Apparently, it was the iPad in a walk during the kickoff to the short holiday shopping season. Not only was the Apple tablet platform responsible for much of the mobile-based shopping and buying that went on, but it was the object of consumer deal-hunting as well. Based on an analysis of thousands of consumer receipts on Black Friday, about 18% of Target's early sales were for one of the iPad flavors.

Of course, Target also had a big gift card promotion around the devices. But even over at Walmart, both online and in-store, the iPad Mini topped all other products in sales. In fact, a dirt cheap Android tablet ($49) was only the seventh-most-popular item. Walmart itself said it sold 1.4 million tablets just in its evening open hours on Thanksgiving. That is more than 10% of the 10 million register transactions the company said it had at its stores on T-Day. But even more TVs were sold (2 million).

No word on how much blood was spilled over these tablets, however.

The proliferation of iPad tablets, and their greater use for a range of functions, has implications for the entire app and cross-screen ecosystem. We have written before in these posts about the distance between actual device sales numbers for Android vs. iOS tablets and the usage data. Many SKU watchers claim that Android has been steadily eating away at iPad's former tablet dominance successfully. And yet actual usage metrics continue to show that in connected content consumption and e-commerce activity, iPads still rule.

One hypothesis of this gulf between ownership and use is that cheap Android tablets are flooding the foreign markets and often being jerry-rigged as portable TV/video playback devices. Another theory goes that Android tablets, including the Amazon Kindle variants, tend to be smaller and used more for ebook reading than surfing or app access.  

One interesting ramification of tablet OS competition involves the relationship with other devices. Apple's AirPlay via Apple TV now vies with the very good Google Chromecast integration of laptop and Android device integration. But here is the thing. Infoscout discovered from its own panel of Android and iOS users that 40% of the iPads purchased in recent days were going to people who are already invested in the Android OS with their phones. This suggests that Google is having a rough time leveraging its mobile OS base in powering cross-platform interoperability. A lot of Android users seem willing to fragment their own use across operating systems.

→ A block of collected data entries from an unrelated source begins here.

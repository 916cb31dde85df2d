//! Account signup for allow-listed students and teachers.

use std::sync::Arc;

use shared::secret::hash_secret;
use tracing::info;

use super::error::AuthError;
use super::identity::{require_external_id, INVALID_ID_FORMAT};
use crate::models::user::SignupRequest;
use crate::models::{NewUser, RoleTable, User};
use crate::stores::{CredentialStore, IdentityDirectory};

const ALREADY_REGISTERED: &str = "User already registered";

fn trimmed(value: Option<String>) -> Option<String> {
    value
        .map(|v| v.trim().to_string())
        .filter(|v| !v.is_empty())
}

/// Creates user accounts once an ID is confirmed on its allow-list.
#[derive(Clone)]
pub struct SignupService {
    directory: Arc<dyn IdentityDirectory>,
    credentials: Arc<dyn CredentialStore>,
    roles: RoleTable,
}

impl SignupService {
    pub fn new(
        directory: Arc<dyn IdentityDirectory>,
        credentials: Arc<dyn CredentialStore>,
        roles: RoleTable,
    ) -> Self {
        Self {
            directory,
            credentials,
            roles,
        }
    }

    /// Registers a new account.
    ///
    /// The email falls back to the allow-list email when the request has
    /// none. A unique-constraint violation from the store is reported as a
    /// conflict, same as the up-front duplicate check.
    pub async fn sign_up(&self, request: SignupRequest) -> Result<User, AuthError> {
        let external_id = require_external_id(&request.external_id)?;
        if request.secret.is_empty() {
            return Err(AuthError::InvalidInput("Secret is required".to_string()));
        }
        let name = request.name.trim();
        if name.is_empty() {
            return Err(AuthError::InvalidInput("Name is required".to_string()));
        }

        let role = self
            .roles
            .classify(&external_id)
            .ok_or_else(|| AuthError::InvalidInput(INVALID_ID_FORMAT.to_string()))?;
        if !role.can_sign_up() {
            return Err(AuthError::InvalidInput(
                "Admin accounts are provisioned, not registered".to_string(),
            ));
        }
        if let Some(claimed) = request.role {
            if claimed != role {
                return Err(AuthError::InvalidInput(format!(
                    "ID {} does not belong to a {}",
                    external_id,
                    claimed.as_str()
                )));
            }
        }

        let entry = self
            .directory
            .find_entry(role, &external_id)
            .await?
            .ok_or_else(|| AuthError::NotFound(format!("{} ID not found in records", role.label())))?;

        let email = trimmed(request.email).unwrap_or(entry.email);

        if self
            .credentials
            .find_by_external_id(&external_id)
            .await?
            .is_some()
            || self.credentials.email_taken(&email).await?
        {
            return Err(AuthError::Conflict(ALREADY_REGISTERED.to_string()));
        }

        let secret_hash = hash_secret(&request.secret)?;

        let user = self
            .credentials
            .create_user(NewUser {
                external_id,
                email,
                secret_hash,
                role,
                name: name.to_string(),
                department: trimmed(request.department),
                phone: trimmed(request.phone),
                year_of_study: request.year_of_study,
            })
            .await?;

        info!(
            user_id = %user.id,
            external_id = %user.external_id,
            role = %user.role,
            "User signed up"
        );

        Ok(user)
    }
}
//! Background job that forgets idle rate-limited clients.

use std::sync::Arc;

use metrics::gauge;
use tracing::debug;

use super::scheduler::{Job, JobFrequency};
use crate::middleware::RateLimiterState;

/// How often idle client entries are dropped from the auth limiter.
pub const RATE_LIMIT_SWEEP_INTERVAL_SECS: u64 = 60;

/// Drops limiter entries for clients whose quota has fully replenished.
pub struct RateLimitSweepJob {
    limiter: Arc<RateLimiterState>,
}

impl RateLimitSweepJob {
    pub fn new(limiter: Arc<RateLimiterState>) -> Self {
        Self { limiter }
    }
}

#[async_trait::async_trait]
impl Job for RateLimitSweepJob {
    fn name(&self) -> &'static str {
        "rate_limit_sweep"
    }

    fn frequency(&self) -> JobFrequency {
        JobFrequency::Seconds(RATE_LIMIT_SWEEP_INTERVAL_SECS)
    }

    async fn execute(&self) -> Result<(), String> {
        let before = self.limiter.tracked_clients();
        let tracked = self.limiter.evict_idle();
        gauge!("auth_rate_limit_tracked_clients").set(tracked as f64);

        debug!(
            evicted = before.saturating_sub(tracked),
            tracked, "Idle rate limit entries evicted"
        );
        Ok(())
    }
}

#[cfg(test)]
mod tests {
    use super::*;
    use std::net::{IpAddr, Ipv4Addr};

    #[tokio::test]
    async fn test_sweep_keeps_clients_still_limited() {
        let limiter = Arc::new(RateLimiterState::new(1, false).unwrap());
        limiter
            .check(IpAddr::V4(Ipv4Addr::new(10, 0, 0, 1)))
            .unwrap();

        let job = RateLimitSweepJob::new(limiter.clone());
        job.execute().await.unwrap();

        assert_eq!(limiter.tracked_clients(), 1);
        assert_eq!(job.name(), "rate_limit_sweep");
        assert_eq!(job.frequency(), JobFrequency::Seconds(60));
    }
}
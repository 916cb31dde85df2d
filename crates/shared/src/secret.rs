//! Secret hashing and generation.
//!
//! Account secrets (user passwords and provisioned admin secrets) are stored
//! as Argon2id PHC strings. Verification reads the parameters back out of the
//! stored hash, so older hashes keep verifying after a parameter change.

use argon2::{
    password_hash::{rand_core::OsRng, PasswordHash, PasswordHasher, PasswordVerifier, SaltString},
    Algorithm, Argon2, Params, Version,
};
use lazy_static::lazy_static;
use rand::{distributions::Alphanumeric, Rng};
use thiserror::Error;

/// Error type for secret operations.
#[derive(Debug, Error)]
pub enum SecretError {
    #[error("Failed to hash secret: {0}")]
    HashError(String),

    #[error("Failed to verify secret: {0}")]
    VerifyError(String),

    #[error("Invalid secret hash format")]
    InvalidHashFormat,
}

// OWASP 2024 baseline for Argon2id: 19 MiB, 2 passes, 1 lane.
const MEMORY_COST: u32 = 19456;
const TIME_COST: u32 = 2;
const PARALLELISM: u32 = 1;
const OUTPUT_LEN: usize = 32;

/// Length of secrets produced by [`generate_secret`].
pub const GENERATED_SECRET_LEN: usize = 24;

fn hasher() -> Result<Argon2<'static>, SecretError> {
    let params = Params::new(MEMORY_COST, TIME_COST, PARALLELISM, Some(OUTPUT_LEN))
        .map_err(|e| SecretError::HashError(format!("Invalid Argon2 params: {}", e)))?;
    Ok(Argon2::new(Algorithm::Argon2id, Version::V0x13, params))
}

/// Hashes a secret with a fresh random salt, returning a PHC string.
///
/// ```
/// use shared::secret::hash_secret;
///
/// let hash = hash_secret("p@ss").unwrap();
/// assert!(hash.starts_with("$argon2id$"));
/// ```
pub fn hash_secret(secret: &str) -> Result<String, SecretError> {
    let salt = SaltString::generate(&mut OsRng);
    hasher()?
        .hash_password(secret.as_bytes(), &salt)
        .map(|hash| hash.to_string())
        .map_err(|e| SecretError::HashError(e.to_string()))
}

/// Verifies a plaintext secret against a stored PHC hash.
///
/// Returns `Ok(false)` on mismatch; `Err` only when the stored hash itself is
/// unusable.
pub fn verify_secret(secret: &str, hash: &str) -> Result<bool, SecretError> {
    let parsed = PasswordHash::new(hash).map_err(|_| SecretError::InvalidHashFormat)?;

    match Argon2::default().verify_password(secret.as_bytes(), &parsed) {
        Ok(()) => Ok(true),
        Err(argon2::password_hash::Error::Password) => Ok(false),
        Err(e) => Err(SecretError::VerifyError(e.to_string())),
    }
}

lazy_static! {
    // Hash of a random secret, built with the same parameters as stored hashes.
    static ref PLACEHOLDER_HASH: String = hash_secret(&generate_secret()).unwrap_or_default();
}

/// Argon2id hash that no caller-supplied secret matches.
///
/// Verifying against it costs the same as verifying against a stored hash,
/// so lookups that find no hash can still spend the same time.
pub fn placeholder_hash() -> &'static str {
    PLACEHOLDER_HASH.as_str()
}

/// Generates a random alphanumeric secret for provisioned accounts.
pub fn generate_secret() -> String {
    rand::thread_rng()
        .sample_iter(&Alphanumeric)
        .take(GENERATED_SECRET_LEN)
        .map(char::from)
        .collect()
}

Ultimately, we have to see how usage metrics pan out after the holidays to know whether Android tablets have made a real dent in iPad's dominance in terms of activity. On a technical basis, the Android alternatives have never been stronger. In my use, both the Nexus 7 and the Amazon Kindle HDX are superb performers with even better screens and weight profiles than the iPad Air. But Apple's redesign and tech upgrades of both full-size and mini models appear to have bought it a win for at least one more holiday cycle.